In fact, unlike the MVP program, the RD program had an agreement. An MVP award is for what you've done in the previous year. There are no expectations of what you'll do during the year you are awarded, apart from basically not being a horrible person. The RD program had an agreement on what you will do in the upcoming period. Speaking at tier-1 events was expected, and you were also expected to be in the top 10% of speaker ratings at those events.
Tough crowd to join!
TechEd USA events
I was used to technical training, and I spoke at many TechEd and other events around the world. However, at one of the first TechEd events in the USA, I remember signing up for the provided speaker training. I can't tell you the effect that had on me.
Microsoft had set aside a full conference room, with lighting, etc. just for the training, and they had an amazing speaker coach (Richard Klees) who worked with you one-on-one.
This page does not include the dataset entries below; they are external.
//! Organization Config Validator core
//!
//! Semantic validation for organization configuration documents describing a
//! cloud-account hierarchy: metadata, environments, the organization root,
//! organizational units, accounts, policies, SSO and GitHub Actions access.
//!
//! ## Architecture
//!
//! 1. **Loader** (`loader`): decodes a YAML, JSON or TOML document into a
//!    [`ConfigTree`].
//!
//! 2. **Validator** (`validator`): dispatches the section rules in a fixed
//!    order over the tree and accumulates violations into a fresh
//!    [`ValidationResult`] per call.
//!
//! 3. **Rules** (`rules/`): one [`SectionRule`] per top-level section. The
//!    accounts rule cross-references the declared organizational units.
//!
//! 4. **Validation model** (`validation`): [`Violation`] records with a stable
//!    [`RuleCode`], the offending path and a human message.
//!
//! ## Example
//!
//! ```rust
//! use org_config_core::Validator;
//!
//! let config = serde_json::json!({
//!     "metadata": { "name": "acme", "description": "Acme organization" },
//! });
//!
//! let result = Validator::new().validate(&config);
//! assert!(!result.is_valid());
//! assert!(result
//!     .errors
//!     .iter()
//!     .any(|e| e.message == "Missing required section: accounts"));
//! ```

pub mod error;
pub mod loader;
pub mod patterns;
pub mod rules;
pub mod validation;
pub mod validator;

pub use error::{LoadError, Result};
pub use loader::{load_config, parse_config_str, DocumentFormat};
pub use validation::{RuleCategory, RuleCode, Severity, ValidationResult, Violation};
pub use validator::{SectionContext, SectionRule, Validator};

/// Decoded configuration document.
///
/// Mappings keep document order, so violations are reported in the order
/// entries appear in the file.
pub type ConfigTree = serde_json::Value;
Interestingly, his entire focus was on "big room" speaking, not on presentations in general. Speaking in big rooms is different. I remember him pointing out that the Rolling Stones don't play coffee shops, and if they did, they would act entirely differently.
I spoke to several other RDs who had attended the training with him before, and did not like him. Ironically, I loved working with him. Others said they found his training far too confronting. They didn't seem to understand that he wasn't there to be your friend. He was there to change just enough things to help you make a better impact, without trying to totally change how you speak. He didn't want to turn you into a basket-case a day or so before your session or sessions.
There were so many things I learned in those sessions. A big issue for me is that I was too softly spoken for a big room. By the time he was happy, I felt like I was pretty much shouting, and he still rated the energy level at about 5 out of 10.
By the time it was finished, I was fairly shattered and completely exhausted. Did it improve my sessions? Absolutely no doubt about it. There are so many things he said that are stuck in my mind still.
TechEd Australia Keynote
I loved speaking at TechEd when it ran. I remember presenting in various locations in the USA, Barcelona, Hong Kong, Australia, New Zealand, and more. Working with the developer evangelists from around the world was a highlight. And of course our local ones like Chuck Sterling, Andrew Coates, Dave Glover, etc. were highlights.
The 2004 event in Australia was notable for me, because as well as my sessions, I presented part of the keynote with Eric Rudder, a Microsoft senior vice-president of server and tools. I ended up spending quite a bit of time at various events with Eric during that week.
It was fascinating to see the contrast between the social Eric with user events, and the business Eric in the rehearsals for the keynote, where he was razor-sharp focussed on the delivery were all going to make. People attending those keynotes really had no idea how much work and rehearsing went into delivering them. The section that Terry Clancy and I delivered was pretty smooth. You'd hope so, given the number of times we rehearsed it over many nights. Let's just say that I'm glad I wasn't part of the SharePoint section.
When the event arrived, I remember watching Eric psyching himself up to present, and the level of energy he put into each of us backstage. I was pleased with our section and Eric seemed super happy backstage afterwards.